Ecouté il y a quinze jours, au Festival de Froville (une Tosca baroque et populaire), ce pasticcio connaît une distribution renouvelée : Mathias Vidal (Don Lidio) a succédé à Valerio Contaldo, Mónica Pustilnik retrouve une formation qui lui est chère, et Diana Vinagre est au violoncelle. C’est surtout le cadre qui a changé : à l’intimité du chœur d’une église romane s’est substituée la nef de l’Auditorium, d’une jauge dix fois plus ample, même si les restrictions sanitaires et la distanciation s’appliquent naturellement.
Outre les problèmes de compréhension de la langue, les madrigaux de la Renaissance et du premier baroque, le plus souvent chantés de façon statique, a cappella, sont d’une approche difficile pour un public non averti. Insérés judicieusement à la trame dramatique du pasticcio, joués autant que chantés, ils se présentent ici en habits colorés, vivants et recèlent une séduction bienvenue. La vaste nef de l’Auditorium autorise une dimension musicale et dramatique amplifiée. L’espace scénique permet à chacun de déployer toute sa gestique comme son chant. A l’acoustique généreuse, les lumières renforcent l’intensité de l’histoire de Cecilia.

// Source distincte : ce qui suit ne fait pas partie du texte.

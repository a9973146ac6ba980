//! Applying a replacement value to surviving addresses.

use crate::io::{self, BatchOutcome};
use crate::pattern::Pattern;

/// Writes `pattern` to every address in `addrs`.
///
/// Individual failures do not stop the batch; each address ends up in the
/// outcome either as written or as failed with its reason. The common failure
/// is a stale address whose page went away between narrowing and writing.
pub fn apply(pid: i32, addrs: &[u64], pattern: &Pattern) -> BatchOutcome {
    let outcome = io::write_many(pid, addrs, pattern.bytes());
    if outcome.all_ok() {
        tracing::debug!(
            "pid {}: wrote {} bytes to {} addresses",
            pid,
            pattern.len(),
            outcome.written
        );
    } else {
        tracing::warn!(
            "pid {}: {} of {} writes failed",
            pid,
            outcome.failures.len(),
            addrs.len()
        );
    }
    outcome
}
//! Parallel scan coordination.
//!
//! The region sequence is split into contiguous partitions, one per usable
//! core, and scanned by scoped worker threads that pin themselves to their
//! core before touching memory. Workers share nothing but the match list
//! behind a mutex; everything else lives in a per-call [`ScanContext`], so
//! concurrent scans of different targets do not interfere.

use std::io;
use std::mem;
use std::sync::Mutex;
use std::thread;

use crate::pattern::{Pattern, Searcher};
use crate::region::MemoryChunk;
use crate::scan::{scan_targets, ScanOptions};
use crate::{io as memio, process, Error, Result};

/// One worker's contiguous slice of the region sequence.
#[derive(Debug, Clone, Copy, PartialEq, Eq)]
pub struct Partition {
    pub start: usize,
    pub len: usize,
}

/// Everything one parallel pass shares, owned by the coordinating call.
struct ScanContext<'a> {
    pid: i32,
    chunks: &'a [MemoryChunk],
    searcher: &'a Searcher<'a>,
    matches: Mutex<Vec<u64>>,
}

/// Scans the selected regions of `pid` with one worker per usable core.
///
/// The usable cores are read from the calling thread's affinity mask at call
/// time. When `options.workers` is set it must equal that count; a mismatch
/// is a hard error, not a fallback to some other width. Any worker failure,
/// pinning included, fails the whole pass rather than returning a silently
/// incomplete match list.
///
/// The returned addresses are sorted, which makes the result identical to
/// the serial path over an unchanged target.
pub fn execute_scan_parallel(pid: i32, pattern: &Pattern, options: &ScanOptions) -> Result<Vec<u64>> {
    process::pid_exists(pid)?;

    let cores = allowed_cores()?;
    if let Some(configured) = options.workers {
        if configured != cores.len() {
            return Err(Error::Concurrency(format!(
                "configured for {} workers but {} cores are usable",
                configured,
                cores.len()
            )));
        }
    }

    let chunks = scan_targets(pid, options.scope)?;
    let searcher = Searcher::new(pattern.bytes(), options.algorithm);
    let partitions = partition(chunks.len(), cores.len());
    let ctx = ScanContext {
        pid,
        chunks: &chunks,
        searcher: &searcher,
        matches: Mutex::new(Vec::new()),
    };

    thread::scope(|scope| -> Result<()> {
        let mut handles = Vec::with_capacity(partitions.len());
        for (worker, (&core, &part)) in cores.iter().zip(partitions.iter()).enumerate() {
            let ctx = &ctx;
            let handle = thread::Builder::new()
                .name(format!("scan-{worker}"))
                .spawn_scoped(scope, move || scan_partition(ctx, part, core))
                .map_err(|e| {
                    Error::Concurrency(format!("failed to spawn worker {worker}: {e}"))
                })?;
            handles.push((worker, handle));
        }

        for (worker, handle) in handles {
            match handle.join() {
                Ok(Ok(())) => {}
                Ok(Err(e)) => {
                    return Err(Error::Concurrency(format!("worker {worker} failed: {e}")))
                }
                Err(_) => return Err(Error::Concurrency(format!("worker {worker} panicked"))),
            }
        }
        Ok(())
    })?;

    let mut matches = ctx
        .matches
        .into_inner()
        .map_err(|_| Error::Concurrency("match list mutex poisoned".into()))?;
    matches.sort_unstable();

    tracing::debug!(
        "pid {}: {} matches across {} chunks with {} workers",
        pid,
        matches.len(),
        chunks.len(),
        cores.len()
    );
    Ok(matches)
}

/// Body of one worker: pin, then scan the assigned partition chunk by chunk,
/// publishing each chunk's matches under a single lock acquisition.
fn scan_partition(ctx: &ScanContext, part: Partition, core: usize) -> Result<()> {
    pin_to_core(core)?;

    for chunk in &ctx.chunks[part.start..part.start + part.len] {
        let buffer = memio::read_chunk(ctx.pid, chunk)?;
        let found: Vec<u64> = ctx
            .searcher
            .find_all(&buffer)
            .into_iter()
            .map(|offset| chunk.start + offset as u64)
            .collect();
        if !found.is_empty() {
            let mut matches = ctx
                .matches
                .lock()
                .map_err(|_| Error::Concurrency("match list mutex poisoned".into()))?;
            matches.extend(found);
        }
    }
    Ok(())
}

/// Splits `count` regions into `workers` contiguous partitions with sizes
/// differing by at most one; the first `count % workers` partitions carry
/// the extra region.
pub(crate) fn partition(count: usize, workers: usize) -> Vec<Partition> {
    let base = count / workers;
    let extra = count % workers;
    let mut parts = Vec::with_capacity(workers);
    let mut start = 0;
    for worker in 0..workers {
        let len = base + usize::from(worker < extra);
        parts.push(Partition { start, len });
        start += len;
    }
    parts
}

/// Core ids the calling thread may run on, from its affinity mask.
///
/// Using the mask, not the machine's online-CPU count, keeps detection and
/// pinning consistent inside cpuset-restricted environments.
fn allowed_cores() -> Result<Vec<usize>> {
    // SAFETY: a zeroed cpu_set_t is a valid empty set for the kernel to fill.
    let mut set: libc::cpu_set_t = unsafe { mem::zeroed() };
    let rc = unsafe { libc::sched_getaffinity(0, mem::size_of::<libc::cpu_set_t>(), &mut set) };
    if rc != 0 {
        return Err(Error::Io(io::Error::last_os_error()));
    }

    let mut cores = Vec::new();
    for cpu in 0..libc::CPU_SETSIZE as usize {
        // SAFETY: cpu is within CPU_SETSIZE.
        if unsafe { libc::CPU_ISSET(cpu, &set) } {
            cores.push(cpu);
        }
    }
    if cores.is_empty() {
        return Err(Error::Concurrency("affinity mask is empty".into()));
    }
    Ok(cores)
}

/// Restricts the calling thread to one core.
fn pin_to_core(core: usize) -> Result<()> {
    let mut set: libc::cpu_set_t = unsafe { mem::zeroed() };
    // SAFETY: set is a valid cpu_set_t and core is within CPU_SETSIZE.
    unsafe {
        libc::CPU_ZERO(&mut set);
        libc::CPU_SET(core, &mut set);
    }
    let rc = unsafe { libc::sched_setaffinity(0, mem::size_of::<libc::cpu_set_t>(), &set) };
    if rc != 0 {
        return Err(Error::Concurrency(format!(
            "failed to pin to core {core}: {}",
            io::Error::last_os_error()
        )));
    }
    Ok(())
}

#[cfg(test)]
mod tests {
    use super::*;
    use crate::scan::{execute_scan, ScanScope};
    use crate::testutil::FrozenChild;

    fn self_pid() -> i32 {
        std::process::id() as i32
    }

    fn writable_options() -> ScanOptions {
        ScanOptions {
            scope: ScanScope::WritablePrivate,
            ..ScanOptions::default()
        }
    }

    #[test]
    fn test_partition_spreads_remainder() {
        let parts = partition(10, 4);
        assert_eq!(
            parts,
            vec![
                Partition { start: 0, len: 3 },
                Partition { start: 3, len: 3 },
                Partition { start: 6, len: 2 },
                Partition { start: 8, len: 2 },
            ]
        );
    }

    #[test]
    fn test_partition_invariants() {
        for count in 0..50 {
            for workers in 1..=8 {
                let parts = partition(count, workers);
                assert_eq!(parts.len(), workers);

                let total: usize = parts.iter().map(|p| p.len).sum();
                assert_eq!(total, count, "count {count} workers {workers}");

                let mut next = 0;
                for part in &parts {
                    assert_eq!(part.start, next, "count {count} workers {workers}");
                    next += part.len;
                }

                let max = parts.iter().map(|p| p.len).max().unwrap();
                let min = parts.iter().map(|p| p.len).min().unwrap();
                assert!(max - min <= 1, "count {count} workers {workers}");
            }
        }
    }

    #[test]
    fn test_partition_more_workers_than_regions() {
        let parts = partition(2, 5);
        assert_eq!(parts.iter().map(|p| p.len).sum::<usize>(), 2);
        assert_eq!(parts[0].len, 1);
        assert_eq!(parts[1].len, 1);
        assert!(parts[2..].iter().all(|p| p.len == 0));
    }

    #[test]
    fn test_allowed_cores_nonempty() {
        let cores = allowed_cores().unwrap();
        assert!(!cores.is_empty());
        assert!(cores.len() <= libc::CPU_SETSIZE as usize);
    }

    #[test]
    fn test_pin_to_allowed_core() {
        let cores = allowed_cores().unwrap();
        pin_to_core(cores[0]).unwrap();
    }

    #[test]
    fn test_parallel_agrees_with_serial() {
        let mut buffer = vec![0u8; 8192];
        buffer[100..104].copy_from_slice(&[0xe8, 0x03, 0x00, 0x00]);
        buffer[2000..2004].copy_from_slice(&[0xe8, 0x03, 0x00, 0x00]);
        let child = FrozenChild::with_bytes(&buffer);
        let pattern = Pattern::from_bytes(vec![0xe8, 0x03, 0x00, 0x00]).unwrap();

        let serial = execute_scan(child.pid, &pattern, &writable_options()).unwrap();
        let parallel = execute_scan_parallel(child.pid, &pattern, &writable_options()).unwrap();

        assert!(parallel.contains(&(child.addr + 100)));
        assert!(parallel.contains(&(child.addr + 2000)));
        // serial results come out ascending already, so the sorted parallel
        // set must line up exactly on an unchanged target
        assert_eq!(parallel, serial);
    }

    #[test]
    fn test_parallel_rejects_worker_count_mismatch() {
        let pattern = Pattern::from_bytes(vec![1, 2, 3, 4]).unwrap();
        let opts = ScanOptions {
            workers: Some(10_000),
            ..writable_options()
        };
        let err = execute_scan_parallel(self_pid(), &pattern, &opts).unwrap_err();
        assert!(matches!(err, Error::Concurrency(_)), "got {err:?}");
    }

    #[test]
    fn test_parallel_accepts_matching_worker_count() {
        let child = FrozenChild::with_bytes(&[0x42; 64]);
        let detected = allowed_cores().unwrap().len();
        let pattern = Pattern::from_bytes(vec![0x42; 4]).unwrap();
        let opts = ScanOptions {
            workers: Some(detected),
            ..writable_options()
        };
        assert!(execute_scan_parallel(child.pid, &pattern, &opts).is_ok());
    }

    #[test]
    fn test_parallel_missing_process() {
        let pattern = Pattern::from_bytes(vec![1]).unwrap();
        let err = execute_scan_parallel(i32::MAX, &pattern, &ScanOptions::default()).unwrap_err();
        assert!(matches!(err, Error::NotFound(_)));
    }
}
//! Configuration management for the memscan CLI

use anyhow::{Context, Result};
use serde::{Deserialize, Serialize};
use std::fs;
use std::path::PathBuf;

use memscan::{Algorithm, ScanScope};

/// Persistent defaults for scan commands.
///
/// Scope and algorithm are stored as their canonical names so the file
/// stays hand-editable.
#[derive(Debug, Serialize, Deserialize, Default)]
pub struct Config {
    pub scope: Option<String>,
    pub algorithm: Option<String>,
    pub workers: Option<usize>,
}

impl Config {
    /// Get the path to the config file
    pub fn config_path() -> Result<PathBuf> {
        let config_dir = dirs::config_dir()
            .context("Could not determine config directory")?
            .join("memscan");

        Ok(config_dir.join("config.toml"))
    }

    /// Load configuration from file, or create default if it doesn't exist
    pub fn load() -> Result<Self> {
        let config_path = Self::config_path()?;

        if !config_path.exists() {
            return Ok(Config::default());
        }

        let contents = fs::read_to_string(&config_path)
            .with_context(|| format!("Failed to read config from {}", config_path.display()))?;

        toml::from_str(&contents).context("Failed to parse config file")
    }

    /// Save configuration to file
    pub fn save(&self) -> Result<()> {
        let config_path = Self::config_path()?;

        // Create config directory if it doesn't exist
        if let Some(parent) = config_path.parent() {
            fs::create_dir_all(parent).with_context(|| {
                format!("Failed to create config directory at {}", parent.display())
            })?;
        }

        let contents = toml::to_string_pretty(self).context("Failed to serialize config")?;

        fs::write(&config_path, contents)
            .with_context(|| format!("Failed to write config to {}", config_path.display()))?;

        Ok(())
    }

    /// Get the configured scan scope, if any
    pub fn scan_scope(&self) -> Result<Option<ScanScope>> {
        self.scope
            .as_deref()
            .map(|s| s.parse::<ScanScope>())
            .transpose()
            .context("Invalid scope in config file")
    }

    /// Get the configured search algorithm, if any
    pub fn scan_algorithm(&self) -> Result<Option<Algorithm>> {
        self.algorithm
            .as_deref()
            .map(|s| s.parse::<Algorithm>())
            .transpose()
            .context("Invalid algorithm in config file")
    }

    /// Set the default scan scope
    pub fn set_scope(&mut self, scope: ScanScope) {
        self.scope = Some(scope.to_string());
    }

    /// Set the default search algorithm
    pub fn set_algorithm(&mut self, algorithm: Algorithm) {
        self.algorithm = Some(algorithm.to_string());
    }

    /// Set the fixed parallel worker count
    pub fn set_workers(&mut self, workers: usize) {
        self.workers = Some(workers);
    }
}
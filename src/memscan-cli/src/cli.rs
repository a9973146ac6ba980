//! Command-line interface definitions

use clap::{Parser, Subcommand};

use memscan::{Algorithm, ScanScope};

use crate::value::ValueType;

#[derive(Parser)]
#[command(name = "memscan", version, about = "Scan and edit the memory of a running process", long_about = None)]
pub struct Cli {
    #[command(subcommand)]
    pub command: Commands,
}

#[derive(Subcommand)]
pub enum Commands {
    /// Interactive session: search a value, narrow the matches as it
    /// changes, then overwrite it
    #[command(visible_alias = "i")]
    Interactive {
        /// Pid of the target process
        pid: Option<i32>,

        /// Find the target by process name instead of pid
        #[arg(short, long, conflicts_with = "pid")]
        name: Option<String>,
    },

    /// List the mapped memory regions of a process
    #[command(visible_alias = "maps")]
    Regions {
        /// Pid of the target process
        pid: i32,

        /// Show every mapping, not just writable private ones
        #[arg(short, long)]
        all: bool,
    },

    /// One-shot scan for a typed value
    Scan {
        /// Pid of the target process
        pid: i32,

        /// The value to search for
        value: String,

        /// How to encode the value
        #[arg(short = 't', long = "type", value_enum, default_value_t = ValueType::I32)]
        value_type: ValueType,

        /// Regions to cover (program, writable, all)
        #[arg(long)]
        scope: Option<ScanScope>,

        /// Search algorithm (standard, boyer-moore)
        #[arg(long)]
        algorithm: Option<Algorithm>,

        /// Scan with one worker per allowed core
        #[arg(short, long)]
        parallel: bool,

        /// Maximum number of addresses to show (0 = all)
        #[arg(short, long, default_value = "20")]
        limit: usize,
    },

    /// Read raw bytes at an address and show a hex dump
    Read {
        /// Pid of the target process
        pid: i32,

        /// Address to read (hex with 0x prefix, or decimal)
        address: String,

        /// Number of bytes to read
        #[arg(short, long, default_value = "64")]
        size: usize,
    },

    /// Write a typed value at an address
    Write {
        /// Pid of the target process
        pid: i32,

        /// Address to write (hex with 0x prefix, or decimal)
        address: String,

        /// The value to write
        value: String,

        /// How to encode the value
        #[arg(short = 't', long = "type", value_enum, default_value_t = ValueType::I32)]
        value_type: ValueType,
    },

    /// Find pids by process name
    Ps {
        /// Substring to match against process names
        name: String,
    },

    /// Show or change persistent defaults
    #[command(visible_alias = "config")]
    Configure {
        /// Default region scope for scans (program, writable, all)
        #[arg(long)]
        scope: Option<ScanScope>,

        /// Default search algorithm (standard, boyer-moore)
        #[arg(long)]
        algorithm: Option<Algorithm>,

        /// Fixed parallel worker count (must match the allowed cores)
        #[arg(long)]
        workers: Option<usize>,

        /// Show the current configuration
        #[arg(long)]
        show: bool,
    },
}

La naissance de ce pasticcio, créé à Ambronay, est connue : Francesca Aspromonte, qui participait à une représentation de l’Elena de Cavalli, que dirigeait Leonardo García Alarcón à Montpellier, chanta, au cours du repas qui suivit, une chanson traditionnelle calabraise ou sicilienne, héritée de son père, qui narrait la vie malheureuse de Cecilia, en 17 couplets. La mélodie se mémorise aisément, et le chef-compositeur s’en empara pour développer et illustrer cette narration à l’aide de pièces appropriées empruntées au répertoire baroque, mais aussi élargi à la chanson populaire. Quito Gato réalisa l’orchestration, particulièrement réussie. Trois musiciens pour les cordes pincées (archiluth, théorbe ou guitare, harpe, avec parfois l’épinette), trois pour les cordes frottées (violon, violoncelle et contrebasse), trois pour les vents (flûtes, cornet, basson et positif) : les combinaisons renouvellent les couleurs, et l’union des voix et des instruments est un régal, tout comme les voix féminines a cappella. Chaque interprète, chanteur comme instrumentiste, mériterait d’être cité pour son engagement et ses qualités propres. Lucia Martin Carton, noble espagnole joue son rôle tout en étant la narratrice. Sa voix chaude se marie idéalement à celle d’Ana Vieira Liete, émouvante Cecilia, à la singulière pureté d’émission et au jeu convaincant. Mathias Vidal déborde d’énergie et nous vaut un Don Lidio puissant, tout comme le Santino campé par Filippo Mineccia, impressionnant de force, de projection et d’agilité, au timbre riche comme au jeu dramatique abouti. Peppino, le détenu promis à l’exécution (Matteo Bellotto) est évidemment moins exubérant : la basse est sonore, et son soutien aux nombreux ensembles est apprécié (madrigaux et fugue, écrite par le chef pour la circonstance). L’ensemble instrumental se montre aussi jubilatoire (la saltarelle) qu’empreint de gravité et de tristesse. Ce fut un constant régal. En oubliant la longue parenthèse de la pandémie, il y a bien longtemps que le public qui emplissait l’auditorium n’avait manifesté aussi longuement sa gratitude aux artistes. La salle est survoltée, insatiable : rien moins que trois grands bis, offerts par des interprètes profondément heureux, ont été la récompense. Une soirée mémorable, qui augure bien du retour à la vie. Rendez-vous est pris pour la saison prochaine, où la Cappella Mediterranea nous vaudra des émotions renouvelées.